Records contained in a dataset
══════
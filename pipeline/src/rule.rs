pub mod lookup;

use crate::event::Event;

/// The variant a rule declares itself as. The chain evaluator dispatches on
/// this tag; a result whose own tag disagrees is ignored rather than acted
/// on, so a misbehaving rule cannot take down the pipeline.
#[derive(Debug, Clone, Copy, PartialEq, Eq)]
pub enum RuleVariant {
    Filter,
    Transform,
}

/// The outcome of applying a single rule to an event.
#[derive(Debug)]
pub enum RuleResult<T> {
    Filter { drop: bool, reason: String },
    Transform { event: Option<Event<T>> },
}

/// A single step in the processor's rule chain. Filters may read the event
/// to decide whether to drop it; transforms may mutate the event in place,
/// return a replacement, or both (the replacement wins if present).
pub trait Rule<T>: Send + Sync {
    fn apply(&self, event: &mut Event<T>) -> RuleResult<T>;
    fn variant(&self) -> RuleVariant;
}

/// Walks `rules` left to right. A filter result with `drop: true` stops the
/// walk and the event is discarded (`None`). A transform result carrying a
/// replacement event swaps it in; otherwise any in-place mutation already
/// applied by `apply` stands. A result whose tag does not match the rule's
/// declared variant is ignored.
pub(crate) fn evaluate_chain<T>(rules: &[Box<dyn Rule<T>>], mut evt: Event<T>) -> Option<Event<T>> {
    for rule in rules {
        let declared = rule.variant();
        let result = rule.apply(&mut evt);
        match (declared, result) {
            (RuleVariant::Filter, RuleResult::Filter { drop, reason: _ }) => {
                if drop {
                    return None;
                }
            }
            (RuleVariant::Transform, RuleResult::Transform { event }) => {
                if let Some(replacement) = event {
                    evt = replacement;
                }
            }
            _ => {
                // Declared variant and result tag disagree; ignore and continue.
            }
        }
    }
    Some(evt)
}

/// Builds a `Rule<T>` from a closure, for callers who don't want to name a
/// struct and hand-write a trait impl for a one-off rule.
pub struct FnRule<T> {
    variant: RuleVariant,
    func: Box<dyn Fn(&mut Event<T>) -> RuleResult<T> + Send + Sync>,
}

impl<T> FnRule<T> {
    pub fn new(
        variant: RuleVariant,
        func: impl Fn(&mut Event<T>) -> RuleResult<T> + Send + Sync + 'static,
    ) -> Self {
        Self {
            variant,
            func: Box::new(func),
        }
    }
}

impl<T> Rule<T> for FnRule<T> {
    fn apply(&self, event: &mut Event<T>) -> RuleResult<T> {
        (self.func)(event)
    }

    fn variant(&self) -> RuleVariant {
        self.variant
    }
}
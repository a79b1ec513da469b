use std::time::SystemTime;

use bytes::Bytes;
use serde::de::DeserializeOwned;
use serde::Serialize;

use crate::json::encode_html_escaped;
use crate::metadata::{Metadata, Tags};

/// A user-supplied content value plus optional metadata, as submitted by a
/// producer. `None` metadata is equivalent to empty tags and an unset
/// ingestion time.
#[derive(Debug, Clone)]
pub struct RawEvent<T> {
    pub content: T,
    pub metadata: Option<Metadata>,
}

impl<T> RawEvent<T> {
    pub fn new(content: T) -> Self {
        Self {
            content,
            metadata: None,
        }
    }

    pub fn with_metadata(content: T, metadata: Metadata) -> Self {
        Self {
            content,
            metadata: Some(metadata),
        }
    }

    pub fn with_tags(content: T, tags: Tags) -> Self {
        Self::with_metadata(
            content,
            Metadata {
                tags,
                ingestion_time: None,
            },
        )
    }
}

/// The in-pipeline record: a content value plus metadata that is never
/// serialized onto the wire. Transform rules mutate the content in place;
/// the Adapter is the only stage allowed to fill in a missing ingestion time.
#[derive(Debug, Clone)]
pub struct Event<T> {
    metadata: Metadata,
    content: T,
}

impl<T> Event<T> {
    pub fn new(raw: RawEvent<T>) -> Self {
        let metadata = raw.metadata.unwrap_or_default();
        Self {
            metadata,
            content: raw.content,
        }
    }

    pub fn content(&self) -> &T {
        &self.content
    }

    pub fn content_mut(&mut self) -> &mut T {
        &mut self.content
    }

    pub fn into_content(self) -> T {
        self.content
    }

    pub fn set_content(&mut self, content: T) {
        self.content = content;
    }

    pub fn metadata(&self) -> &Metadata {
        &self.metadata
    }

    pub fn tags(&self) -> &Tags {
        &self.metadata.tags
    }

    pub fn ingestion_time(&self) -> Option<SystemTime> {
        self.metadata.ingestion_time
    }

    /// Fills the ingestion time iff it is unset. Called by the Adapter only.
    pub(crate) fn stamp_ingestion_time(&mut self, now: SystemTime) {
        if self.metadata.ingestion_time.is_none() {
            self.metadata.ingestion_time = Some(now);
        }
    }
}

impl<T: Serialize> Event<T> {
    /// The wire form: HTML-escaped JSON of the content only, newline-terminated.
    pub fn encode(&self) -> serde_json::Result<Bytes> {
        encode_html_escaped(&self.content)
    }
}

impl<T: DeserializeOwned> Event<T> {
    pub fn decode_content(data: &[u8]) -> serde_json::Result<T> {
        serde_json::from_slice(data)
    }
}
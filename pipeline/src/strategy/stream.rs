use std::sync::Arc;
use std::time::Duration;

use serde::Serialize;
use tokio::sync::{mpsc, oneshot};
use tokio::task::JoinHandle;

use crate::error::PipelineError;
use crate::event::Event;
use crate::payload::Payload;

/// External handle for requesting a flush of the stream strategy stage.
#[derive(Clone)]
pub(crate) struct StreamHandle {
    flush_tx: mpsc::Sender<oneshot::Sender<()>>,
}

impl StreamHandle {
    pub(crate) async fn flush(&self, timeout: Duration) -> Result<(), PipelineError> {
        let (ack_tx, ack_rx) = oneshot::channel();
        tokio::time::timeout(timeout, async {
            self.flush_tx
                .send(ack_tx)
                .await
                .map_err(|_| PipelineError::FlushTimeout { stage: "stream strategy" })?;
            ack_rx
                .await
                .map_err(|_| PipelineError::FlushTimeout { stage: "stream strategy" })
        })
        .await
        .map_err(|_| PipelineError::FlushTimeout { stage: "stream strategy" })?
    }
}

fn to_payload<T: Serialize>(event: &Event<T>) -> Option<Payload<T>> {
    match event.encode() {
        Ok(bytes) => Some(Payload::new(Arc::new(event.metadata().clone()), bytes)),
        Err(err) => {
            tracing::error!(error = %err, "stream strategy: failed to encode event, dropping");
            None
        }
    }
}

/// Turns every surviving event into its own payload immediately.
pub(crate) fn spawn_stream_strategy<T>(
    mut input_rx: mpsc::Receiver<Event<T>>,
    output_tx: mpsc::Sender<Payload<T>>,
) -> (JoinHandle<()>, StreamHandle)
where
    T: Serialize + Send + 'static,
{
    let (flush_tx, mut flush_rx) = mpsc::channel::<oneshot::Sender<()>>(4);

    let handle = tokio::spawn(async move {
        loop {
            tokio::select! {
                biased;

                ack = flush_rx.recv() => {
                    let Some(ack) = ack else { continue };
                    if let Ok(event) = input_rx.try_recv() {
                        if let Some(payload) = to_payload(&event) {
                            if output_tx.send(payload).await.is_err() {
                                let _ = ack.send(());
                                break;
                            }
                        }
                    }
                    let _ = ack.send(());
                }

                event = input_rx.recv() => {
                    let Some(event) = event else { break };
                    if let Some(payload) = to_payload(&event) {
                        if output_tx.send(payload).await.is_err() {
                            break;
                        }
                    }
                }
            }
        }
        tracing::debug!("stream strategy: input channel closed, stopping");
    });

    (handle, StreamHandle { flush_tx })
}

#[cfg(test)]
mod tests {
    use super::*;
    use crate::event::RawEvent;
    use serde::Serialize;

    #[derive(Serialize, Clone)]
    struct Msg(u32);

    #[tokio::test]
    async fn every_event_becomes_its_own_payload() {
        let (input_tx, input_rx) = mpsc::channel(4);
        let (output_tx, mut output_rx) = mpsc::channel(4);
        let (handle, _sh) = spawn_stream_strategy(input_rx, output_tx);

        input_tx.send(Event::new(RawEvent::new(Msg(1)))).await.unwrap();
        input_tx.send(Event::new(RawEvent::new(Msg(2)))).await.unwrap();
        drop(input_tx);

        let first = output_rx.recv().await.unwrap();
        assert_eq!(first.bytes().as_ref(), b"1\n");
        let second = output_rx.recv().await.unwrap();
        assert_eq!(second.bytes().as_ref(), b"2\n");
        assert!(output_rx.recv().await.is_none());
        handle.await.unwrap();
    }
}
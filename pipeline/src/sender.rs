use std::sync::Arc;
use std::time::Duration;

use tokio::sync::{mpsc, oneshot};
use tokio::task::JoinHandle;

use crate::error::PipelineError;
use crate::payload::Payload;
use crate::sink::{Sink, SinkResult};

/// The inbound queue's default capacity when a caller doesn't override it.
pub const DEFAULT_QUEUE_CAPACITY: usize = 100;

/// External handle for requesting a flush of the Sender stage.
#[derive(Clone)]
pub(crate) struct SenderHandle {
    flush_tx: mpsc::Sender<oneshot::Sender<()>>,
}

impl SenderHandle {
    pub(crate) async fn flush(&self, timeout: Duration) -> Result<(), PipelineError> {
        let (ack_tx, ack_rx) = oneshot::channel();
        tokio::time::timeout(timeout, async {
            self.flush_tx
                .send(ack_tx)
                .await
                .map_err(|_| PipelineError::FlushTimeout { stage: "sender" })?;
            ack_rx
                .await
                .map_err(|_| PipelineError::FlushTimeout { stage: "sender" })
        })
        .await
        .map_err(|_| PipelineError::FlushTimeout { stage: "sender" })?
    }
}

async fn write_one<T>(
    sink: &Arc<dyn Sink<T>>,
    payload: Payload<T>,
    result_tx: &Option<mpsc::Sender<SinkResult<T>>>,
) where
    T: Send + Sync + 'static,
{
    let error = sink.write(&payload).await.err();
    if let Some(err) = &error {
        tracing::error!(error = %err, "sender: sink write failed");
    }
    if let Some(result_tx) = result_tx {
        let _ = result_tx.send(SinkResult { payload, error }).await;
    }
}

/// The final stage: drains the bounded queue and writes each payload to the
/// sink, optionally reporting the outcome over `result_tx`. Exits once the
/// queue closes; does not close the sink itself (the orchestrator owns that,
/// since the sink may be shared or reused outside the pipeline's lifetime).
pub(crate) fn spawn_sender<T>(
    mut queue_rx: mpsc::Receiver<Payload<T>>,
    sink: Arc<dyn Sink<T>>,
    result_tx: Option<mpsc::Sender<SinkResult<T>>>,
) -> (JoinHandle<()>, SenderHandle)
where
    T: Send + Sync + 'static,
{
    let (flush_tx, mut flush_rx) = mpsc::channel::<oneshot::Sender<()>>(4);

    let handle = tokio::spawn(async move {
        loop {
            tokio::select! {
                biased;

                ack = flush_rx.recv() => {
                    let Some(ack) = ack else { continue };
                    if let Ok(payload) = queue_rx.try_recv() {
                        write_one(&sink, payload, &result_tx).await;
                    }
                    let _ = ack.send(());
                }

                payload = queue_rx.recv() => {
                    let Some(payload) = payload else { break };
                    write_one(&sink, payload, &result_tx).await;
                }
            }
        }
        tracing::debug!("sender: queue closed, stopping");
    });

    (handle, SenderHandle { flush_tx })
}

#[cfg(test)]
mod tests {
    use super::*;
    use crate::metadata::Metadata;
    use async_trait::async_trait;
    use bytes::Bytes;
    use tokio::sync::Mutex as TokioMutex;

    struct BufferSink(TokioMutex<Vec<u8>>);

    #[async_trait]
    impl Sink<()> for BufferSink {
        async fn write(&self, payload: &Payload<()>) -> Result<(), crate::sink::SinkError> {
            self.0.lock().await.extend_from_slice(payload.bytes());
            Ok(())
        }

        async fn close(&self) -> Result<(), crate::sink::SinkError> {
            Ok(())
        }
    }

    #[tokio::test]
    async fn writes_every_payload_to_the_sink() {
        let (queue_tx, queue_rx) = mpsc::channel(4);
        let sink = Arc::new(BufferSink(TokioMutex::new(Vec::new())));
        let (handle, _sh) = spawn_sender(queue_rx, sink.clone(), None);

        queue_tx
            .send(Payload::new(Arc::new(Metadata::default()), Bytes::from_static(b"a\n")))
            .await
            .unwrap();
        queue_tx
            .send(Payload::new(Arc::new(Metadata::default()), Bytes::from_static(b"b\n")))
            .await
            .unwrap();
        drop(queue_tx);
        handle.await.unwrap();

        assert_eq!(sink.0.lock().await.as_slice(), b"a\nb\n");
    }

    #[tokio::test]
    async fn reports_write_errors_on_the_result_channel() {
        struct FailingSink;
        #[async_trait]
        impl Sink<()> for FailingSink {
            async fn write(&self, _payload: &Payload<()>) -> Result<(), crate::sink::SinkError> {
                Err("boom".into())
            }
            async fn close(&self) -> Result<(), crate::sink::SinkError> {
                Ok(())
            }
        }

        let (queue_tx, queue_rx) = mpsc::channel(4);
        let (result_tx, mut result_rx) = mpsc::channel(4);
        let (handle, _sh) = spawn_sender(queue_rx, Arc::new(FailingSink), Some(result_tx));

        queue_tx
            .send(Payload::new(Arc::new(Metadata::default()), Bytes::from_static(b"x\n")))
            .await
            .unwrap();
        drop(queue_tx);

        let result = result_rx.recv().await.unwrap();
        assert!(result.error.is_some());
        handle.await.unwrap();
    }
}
══════
- [Exercise prompt]:
Lines from the top of the entries above to the line that contains "bool, reason: String" should be set down exactly, please, with both ends kept and nothing added.

- [Output of the task]:
filename pipeline/src/rule.rs
pub mod lookup;

use crate::event::Event;

/// The variant a rule declares itself as. The chain evaluator dispatches on
/// this tag; a result whose own tag disagrees is ignored rather than acted
/// on, so a misbehaving rule cannot take down the pipeline.
#[derive(Debug, Clone, Copy, PartialEq, Eq)]
pub enum RuleVariant {
    Filter,
    Transform,
}

/// The outcome of applying a single rule to an event.
#[derive(Debug)]
pub enum RuleResult<T> {
    Filter { drop: bool, reason: String },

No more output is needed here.